Of course, this being Malick, that dog’s feral pursuit of the ball could also stand in for the animalistic yearning that Bale’s character, named Rick, experiences. The movie’s voiceover narration (yes, Malick returns to that) recounts the story of a prince who went into Egypt in search of a great pearl, but fell into a “deep sleep” instead. It’s clear fairly early on that Rick is the prince and Hollywood is Egypt, and that he has fallen asleep (“We’re not leading the lives we’re meant for,” a character tells him) because he’s mistaken sex, drugs and other earthly pleasures for this elusive pearl.
We’re used to Malick characters running their hands through fields of grass; here they reach out to dingy storefronts.
The simplistic moralism of this framework carries over from the narrative to the use of the camera. Malick and cinematographer Emmanuel Lubezki work in a variety of formats here, from traditional 35mm film to digital GoPro cameras. And although it’s not an ironclad strategy without exceptions, in general they use celluloid to capture images of pristine nature — the desert, say, or a beachfront — while digital cameras are used for scenes of debauchery. The editing scheme shifts too, so that Malick’s familiar and soothingly fluid jump cuts are employed during those nature scenes, while there are more frequent, frantic and disorienting cuts for sequences set at a nightclub or a party.
An unfortunate side effect of working within this strict dichotomy is that it reduces many of the characters to binary figures — especially the women. In Knight of Cups, the women characters are either tempting devils (including some whose heads are literally cut off by the frame, so that we only see their naked bodies) or wise mother figures. Indeed, a case could be made that Malick has often used women in the way that other films have employed “magical negro” figures. Knight of Cups features an impressive lineup of actresses — Cate Blanchett, Natalie Portman, Freida Pinto, Imogen Poots, Cherry Jones— yet their only function is to offer wisdom and care to Rick. Like Whoopi Goldberg in Ghost or Will Smith in The Legend of Bagger Vance, these women are wise sages whose sole purpose is to guide the hero along his journey.

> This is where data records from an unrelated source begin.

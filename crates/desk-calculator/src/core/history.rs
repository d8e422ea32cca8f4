//! Bounded history of completed calculations

use crate::format::number_to_entry;
use serde::{Deserialize, Serialize};
use std::collections::VecDeque;

/// A single completed calculation
#[derive(Debug, Clone, PartialEq, Serialize, Deserialize)]
pub struct HistoryEntry {
    /// The expression that was evaluated, as built from the keypad (`12+3*4`)
    pub expression: String,
    /// The rounded result
    pub result: f64,
    /// When the calculation completed (Unix epoch millis)
    pub timestamp: u64,
}

impl HistoryEntry {
    /// Creates a new history entry stamped with the current time
    #[must_use]
    pub fn new(expression: String, result: f64) -> Self {
        Self {
            expression,
            result,
            timestamp: Self::current_timestamp(),
        }
    }

    /// Creates a history entry with a specific timestamp
    #[must_use]
    pub fn with_timestamp(expression: String, result: f64, timestamp: u64) -> Self {
        Self {
            expression,
            result,
            timestamp,
        }
    }

    fn current_timestamp() -> u64 {
        #[cfg(not(target_arch = "wasm32"))]
        {
            use std::time::{SystemTime, UNIX_EPOCH};
            SystemTime::now()
                .duration_since(UNIX_EPOCH)
                .map(|d| d.as_millis() as u64)
                .unwrap_or(0)
        }
        // SystemTime panics on wasm32-unknown-unknown
        #[cfg(target_arch = "wasm32")]
        {
            0
        }
    }

    /// Returns the `"expression = result"` line shown in the history panel
    #[must_use]
    pub fn display(&self) -> String {
        format!("{} = {}", self.expression, number_to_entry(self.result))
    }
}

/// Calculation history with FIFO eviction
#[derive(Debug, Clone)]
pub struct History {
    /// Oldest at the front, newest at the back
    entries: VecDeque<HistoryEntry>,
    max_entries: usize,
}

impl Default for History {
    fn default() -> Self {
        Self::new()
    }
}

impl History {
    /// Default maximum history size
    pub const DEFAULT_MAX_ENTRIES: usize = 5;

    /// Creates a new history with default capacity
    #[must_use]
    pub fn new() -> Self {
        Self::with_capacity(Self::DEFAULT_MAX_ENTRIES)
    }

    /// Creates a history keeping at most `max_entries` entries
    #[must_use]
    pub fn with_capacity(max_entries: usize) -> Self {
        Self {
            entries: VecDeque::with_capacity(max_entries),
            max_entries,
        }
    }

    /// Adds an entry, evicting the oldest when full
    pub fn push(&mut self, entry: HistoryEntry) {
        if self.max_entries == 0 {
            return;
        }
        while self.entries.len() >= self.max_entries {
            self.entries.pop_front();
        }
        self.entries.push_back(entry);
    }

    /// Adds a calculation result to the history
    pub fn record(&mut self, expression: &str, result: f64) {
        self.push(HistoryEntry::new(expression.to_string(), result));
    }

    /// Returns the number of entries
    #[must_use]
    pub fn len(&self) -> usize {
        self.entries.len()
    }

    /// Returns true if the history is empty
    #[must_use]
    pub fn is_empty(&self) -> bool {
        self.entries.is_empty()
    }

    /// Returns the maximum number of entries
    #[must_use]
    pub fn max_entries(&self) -> usize {
        self.max_entries
    }

    /// Clears all history entries
    pub fn clear(&mut self) {
        self.entries.clear();
    }

    /// Returns an iterator over the entries (newest first)
    pub fn iter_rev(&self) -> impl Iterator<Item = &HistoryEntry> {
        self.entries.iter().rev()
    }

    /// Returns the most recent entry
    #[must_use]
    pub fn last(&self) -> Option<&HistoryEntry> {
        self.entries.back()
    }

    /// Returns the display lines, newest first
    #[must_use]
    pub fn lines(&self) -> Vec<String> {
        self.iter_rev().map(HistoryEntry::display).collect()
    }

    /// Serializes the history to JSON (newest first)
    pub fn to_json(&self) -> Result<String, serde_json::Error> {
        serde_json::to_string(&self.iter_rev().collect::<Vec<_>>())
    }
}
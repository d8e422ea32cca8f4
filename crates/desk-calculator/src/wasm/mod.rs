//! Rendering layer
//!
//! The keypad and mock DOM are always compiled so the rendering path can
//! be tested natively; the real browser binding needs the `wasm` feature.

#[cfg(feature = "wasm")]
mod browser;
mod dom;
mod driver;
mod keypad;

#[cfg(feature = "wasm")]
pub use browser::{BrowserCalculator, PerformanceClock};
pub use dom::{
    DomElement, DomEvent, MockDom, CALCULATION_ID, ERROR_CLASS, HISTORY_ID, HISTORY_ITEM_CLASS,
    RESULT_ID,
};
pub use driver::WasmDriver;
pub use keypad::{KeypadButtonDef, MockDomKeypadExt, WasmKeypad};
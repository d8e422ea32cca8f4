//! Cancellable auto-recovery from the error display

use std::time::Duration;

use crate::core::CalcError;

/// A scheduled recovery waiting for its deadline
#[derive(Debug, Clone, PartialEq)]
pub struct PendingRecovery {
    /// Clock time at which the display resets
    pub deadline: Duration,
    /// The failure that put the engine into the error state
    pub cause: CalcError,
}

/// Single-slot scheduler for the error-state reset
///
/// At most one recovery is pending; scheduling again replaces it.
#[derive(Debug, Clone)]
pub struct ErrorRecovery {
    delay: Duration,
    pending: Option<PendingRecovery>,
}

impl ErrorRecovery {
    /// Creates a scheduler that fires `delay` after each error
    #[must_use]
    pub const fn new(delay: Duration) -> Self {
        Self {
            delay,
            pending: None,
        }
    }

    /// Configured delay between error and recovery
    #[must_use]
    pub const fn delay(&self) -> Duration {
        self.delay
    }

    /// Schedules a recovery `delay` after `now`
    pub fn schedule(&mut self, now: Duration, cause: CalcError) {
        self.pending = Some(PendingRecovery {
            deadline: now.saturating_add(self.delay),
            cause,
        });
    }

    /// Drops the pending recovery, returning its cause
    pub fn cancel(&mut self) -> Option<CalcError> {
        self.pending.take().map(|p| p.cause)
    }

    /// Returns true while a recovery is scheduled
    #[must_use]
    pub const fn is_pending(&self) -> bool {
        self.pending.is_some()
    }

    /// The pending recovery, if any
    #[must_use]
    pub const fn pending(&self) -> Option<&PendingRecovery> {
        self.pending.as_ref()
    }

    /// Time left until the deadline (zero once it has passed)
    #[must_use]
    pub fn remaining(&self, now: Duration) -> Option<Duration> {
        self.pending
            .as_ref()
            .map(|p| p.deadline.saturating_sub(now))
    }

    /// Consumes the pending recovery if its deadline has been reached
    pub fn take_due(&mut self, now: Duration) -> Option<CalcError> {
        match &self.pending {
            Some(p) if now >= p.deadline => self.cancel(),
            _ => None,
        }
    }
}
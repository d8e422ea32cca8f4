//! On-screen keypad definition
//!
//! Maps button element ids to [`InputEvent`]s and builds the button
//! elements for the mock DOM.

use super::dom::{DomElement, MockDom};
use crate::core::Operation;
use crate::engine::InputEvent;

/// A single keypad button
#[derive(Debug, Clone, PartialEq, Eq)]
pub struct KeypadButtonDef {
    /// Event sent to the engine when clicked
    pub event: InputEvent,
    /// DOM element id
    pub id: String,
    /// Text on the button
    pub label: String,
    /// Grid row (0-indexed)
    pub row: usize,
    /// Grid column of the left edge (0-indexed)
    pub col: usize,
    /// Number of columns the button covers
    pub span: usize,
}

impl KeypadButtonDef {
    /// Creates a one-column button
    #[must_use]
    pub fn new(event: InputEvent, row: usize, col: usize) -> Self {
        Self {
            id: button_id(event),
            label: button_label(event),
            event,
            row,
            col,
            span: 1,
        }
    }

    /// Widens the button to cover `span` columns
    #[must_use]
    pub fn with_span(mut self, span: usize) -> Self {
        self.span = span.max(1);
        self
    }

    /// Whether the button covers the given grid cell
    #[must_use]
    pub fn covers(&self, row: usize, col: usize) -> bool {
        self.row == row && (self.col..self.col + self.span).contains(&col)
    }
}

fn button_id(event: InputEvent) -> String {
    let name = match event {
        InputEvent::Digit(d) => return format!("btn-{d}"),
        InputEvent::DecimalPoint => "decimal",
        InputEvent::Operator(Operation::Add) => "plus",
        InputEvent::Operator(Operation::Subtract) => "minus",
        InputEvent::Operator(Operation::Multiply) => "times",
        InputEvent::Operator(Operation::Divide) => "divide",
        InputEvent::Evaluate => "equals",
        InputEvent::Percent => "percent",
        InputEvent::ToggleSign => "sign",
        InputEvent::ClearAll => "clear",
        InputEvent::ClearEntry => "clear-entry",
        InputEvent::Backspace => "backspace",
        InputEvent::MemoryStore => "ms",
        InputEvent::MemoryRecall => "mr",
        InputEvent::MemoryAdd => "mplus",
        InputEvent::MemorySubtract => "mminus",
        InputEvent::MemoryClear => "mc",
    };
    format!("btn-{name}")
}

fn button_label(event: InputEvent) -> String {
    let label = match event {
        InputEvent::Digit(d) => return d.to_string(),
        InputEvent::DecimalPoint => ".",
        InputEvent::Operator(Operation::Add) => "+",
        InputEvent::Operator(Operation::Subtract) => "−",
        InputEvent::Operator(Operation::Multiply) => "×",
        InputEvent::Operator(Operation::Divide) => "÷",
        InputEvent::Evaluate => "=",
        InputEvent::Percent => "%",
        InputEvent::ToggleSign => "±",
        InputEvent::ClearAll => "C",
        InputEvent::ClearEntry => "CE",
        InputEvent::Backspace => "⌫",
        InputEvent::MemoryStore => "MS",
        InputEvent::MemoryRecall => "MR",
        InputEvent::MemoryAdd => "M+",
        InputEvent::MemorySubtract => "M−",
        InputEvent::MemoryClear => "MC",
    };
    label.to_string()
}

/// Keypad layout
///
/// ```text
/// [MC] [MR] [M+] [M−]
/// [MS] [CE] [ C] [ ⌫]
/// [ 7] [ 8] [ 9] [ ÷]
/// [ 4] [ 5] [ 6] [ ×]
/// [ 1] [ 2] [ 3] [ −]
/// [ ±] [ 0] [ .] [ +]
/// [ %] [      =      ]
/// ```
#[derive(Debug, Clone)]
pub struct WasmKeypad {
    buttons: Vec<KeypadButtonDef>,
    cols: usize,
    rows: usize,
}

impl Default for WasmKeypad {
    fn default() -> Self {
        Self::new()
    }
}

impl WasmKeypad {
    /// Creates the standard keypad
    #[must_use]
    pub fn new() -> Self {
        use InputEvent as E;

        let grid: [[E; 4]; 6] = [
            [
                E::MemoryClear,
                E::MemoryRecall,
                E::MemoryAdd,
                E::MemorySubtract,
            ],
            [
                E::MemoryStore,
                E::ClearEntry,
                E::ClearAll,
                E::Backspace,
            ],
            [
                E::Digit(7),
                E::Digit(8),
                E::Digit(9),
                E::Operator(Operation::Divide),
            ],
            [
                E::Digit(4),
                E::Digit(5),
                E::Digit(6),
                E::Operator(Operation::Multiply),
            ],
            [
                E::Digit(1),
                E::Digit(2),
                E::Digit(3),
                E::Operator(Operation::Subtract),
            ],
            [
                E::ToggleSign,
                E::Digit(0),
                E::DecimalPoint,
                E::Operator(Operation::Add),
            ],
        ];

        let mut buttons: Vec<KeypadButtonDef> = grid
            .iter()
            .enumerate()
            .flat_map(|(row, cells)| {
                cells
                    .iter()
                    .enumerate()
                    .map(move |(col, &event)| KeypadButtonDef::new(event, row, col))
            })
            .collect();
        buttons.push(KeypadButtonDef::new(E::Percent, 6, 0));
        buttons.push(KeypadButtonDef::new(E::Evaluate, 6, 1).with_span(3));

        Self {
            buttons,
            cols: 4,
            rows: 7,
        }
    }

    /// Returns the number of buttons
    #[must_use]
    pub fn button_count(&self) -> usize {
        self.buttons.len()
    }

    /// Returns the grid dimensions (rows, cols)
    #[must_use]
    pub fn dimensions(&self) -> (usize, usize) {
        (self.rows, self.cols)
    }

    /// Gets all button definitions
    #[must_use]
    pub fn buttons(&self) -> &[KeypadButtonDef] {
        &self.buttons
    }

    /// Gets the button covering a grid cell
    #[must_use]
    pub fn get_button_at(&self, row: usize, col: usize) -> Option<&KeypadButtonDef> {
        self.buttons.iter().find(|b| b.covers(row, col))
    }

    /// Finds a button by element id
    #[must_use]
    pub fn find_button_by_id(&self, id: &str) -> Option<&KeypadButtonDef> {
        self.buttons.iter().find(|b| b.id == id)
    }

    /// Finds the button that sends an event
    #[must_use]
    pub fn find_button_by_event(&self, event: InputEvent) -> Option<&KeypadButtonDef> {
        self.buttons.iter().find(|b| b.event == event)
    }

    /// Maps a clicked element id to its event
    #[must_use]
    pub fn handle_click(&self, element_id: &str) -> Option<InputEvent> {
        self.find_button_by_id(element_id).map(|btn| btn.event)
    }

    /// Creates a DOM element per button
    #[must_use]
    pub fn create_dom_elements(&self) -> Vec<DomElement> {
        self.buttons.iter().map(button_element).collect()
    }

    /// Creates the keypad container holding every button
    #[must_use]
    pub fn create_keypad_element(&self) -> DomElement {
        self.create_dom_elements().into_iter().fold(
            DomElement::new("div").with_id("keypad").with_class("keypad"),
            DomElement::with_child,
        )
    }
}

fn button_element(btn: &KeypadButtonDef) -> DomElement {
    let mut elem = DomElement::new("button")
        .with_id(&btn.id)
        .with_text(&btn.label)
        .with_class("btn")
        .with_attr("data-row", &btn.row.to_string())
        .with_attr("data-col", &btn.col.to_string());
    if btn.span > 1 {
        elem = elem.with_attr("data-span", &btn.span.to_string());
    }
    if matches!(btn.event, InputEvent::Operator(_)) {
        elem = elem.with_class("operator");
    }
    if btn.event.is_memory() {
        elem = elem.with_class("memory");
    }
    elem
}

/// Extension trait for adding the keypad to a [`MockDom`]
pub trait MockDomKeypadExt {
    /// Registers the keypad container and its buttons
    fn add_keypad(&mut self, keypad: &WasmKeypad);
}

impl MockDomKeypadExt for MockDom {
    fn add_keypad(&mut self, keypad: &WasmKeypad) {
        self.register_element(keypad.create_keypad_element());
        for btn in keypad.create_dom_elements() {
            self.register_element(btn);
        }
    }
}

To be fair, Knight of Cups opens with a reference to The Pilgrim’s Progress, and is itself something of a similar allegory — certainly much more so than a character study. Taken on these terms, the movie is an undeniably artfully crafted tale of a soul lost, and possibly found. An earthquake sequence, in which the camera disconcertedly swerves as Rick falls to his knees and clings to the ground, queasily evokes the idea of a man who has lost his bearings (indeed, it does so more effectively than the party scenes with decapitated nudes). Knight of Cups also intrigues as the rare Malick film that gives time and attention to urban settings. We’re used to his characters running their hands through fields of grass; here they reach out to dingy storefronts. Elsewhere, the concrete highways of Los Angeles loom with a foreboding beauty, while a throwaway shot of a glowing parking garage at night might be one of the most startlingly luminous images that Malick has ever put onscreen.
That shot captures one of Malick’s ongoing obsessions — the intermingling of ugliness and beauty. Yet most of the movie eschews such subtlety, preferring instead to inflate one man’s privileged angst to mythical status. Knight of Cups ultimately stumbles under the weight of its strident, symbolic imagery, associative voiceover narration and opaque performances. I wouldn’t say Malick has succumbed to self-parody (for that see The New World), but he hasn’t found a new way forward, either.